- **Exercise goal**: Write the data below out again in full, exactly as shown.

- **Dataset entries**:
* * * * * * * * *
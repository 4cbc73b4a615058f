use rollcall_types::{
    CourseKey, EnrollmentEvent, EnrollmentKey, EventKind, EventTimestamp, ValidationInfo,
};
use serde_json::Value;

/// Parse one log line into a keyed enrollment event.
///
/// Stateless and deterministic. Anything that is not a well-formed
/// enrollment event yields `None` with no further ceremony: non-JSON lines,
/// unrecognized or absent `event_type`, unparseable `time`, a non-object
/// `event` payload, an invalid `course_id`, or a missing `user_id`.
/// Observability for dropped lines belongs to the surrounding framework.
pub fn parse_line(line: &str) -> Option<(EnrollmentKey, EnrollmentEvent)> {
    let record: Value = serde_json::from_str(line).ok()?;

    let kind = EventKind::from_event_type(record.get("event_type")?.as_str()?)?;
    let timestamp = EventTimestamp::parse(record.get("time")?.as_str()?).ok()?;

    let payload = record.get("event")?.as_object()?;
    let course_id = CourseKey::parse(payload.get("course_id")?.as_str()?).ok()?;
    let user_id = payload.get("user_id")?.as_i64()?;
    let mode = payload
        .get("mode")
        .and_then(Value::as_str)
        .map(str::to_owned);

    let validation = if kind == EventKind::Validated {
        Some(ValidationInfo {
            is_active: payload.get("is_active")?.as_bool()?,
            created: EventTimestamp::parse(payload.get("created")?.as_str()?).ok()?,
            dump_start: EventTimestamp::parse(payload.get("dump_start")?.as_str()?).ok()?,
            dump_end: EventTimestamp::parse(payload.get("dump_end")?.as_str()?).ok()?,
        })
    } else {
        None
    };

    Some((
        EnrollmentKey { course_id, user_id },
        EnrollmentEvent {
            timestamp,
            kind,
            mode,
            validation,
        },
    ))
}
* * * * * * * * *
- **Your solution**:
repository 4cbc73b4a615058f
use rollcall_types::{
    CourseKey, EnrollmentEvent, EnrollmentKey, EventKind, EventTimestamp, ValidationInfo,
};
use serde_json::Value;

/// Parse one log line into a keyed enrollment event.
///
/// Stateless and deterministic. Anything that is not a well-formed
/// enrollment event yields `None` with no further ceremony: non-JSON lines,
/// unrecognized or absent `event_type`, unparseable `time`, a non-object
/// `event` payload, an invalid `course_id`, or a missing `user_id`.
/// Observability for dropped lines belongs to the surrounding framework.
pub fn parse_line(line: &str) -> Option<(EnrollmentKey, EnrollmentEvent)> {
    let record: Value = serde_json::from_str(line).ok()?;

    let kind = EventKind::from_event_type(record.get("event_type")?.as_str()?)?;
    let timestamp = EventTimestamp::parse(record.get("time")?.as_str()?).ok()?;

    let payload = record.get("event")?.as_object()?;
    let course_id = CourseKey::parse(payload.get("course_id")?.as_str()?).ok()?;
    let user_id = payload.get("user_id")?.as_i64()?;
    let mode = payload
        .get("mode")
        .and_then(Value::as_str)
        .map(str::to_owned);

    let validation = if kind == EventKind::Validated {
        Some(ValidationInfo {
            is_active: payload.get("is_active")?.as_bool()?,
            created: EventTimestamp::parse(payload.get("created")?.as_str()?).ok()?,
            dump_start: EventTimestamp::parse(payload.get("dump_start")?.as_str()?).ok()?,
            dump_end: EventTimestamp::parse(payload.get("dump_end")?.as_str()?).ok()?,
        })
    } else {
        None
    };

    Some((
        EnrollmentKey { course_id, user_id },
        EnrollmentEvent {
            timestamp,
            kind,
            mode,
            validation,
        },
    ))
}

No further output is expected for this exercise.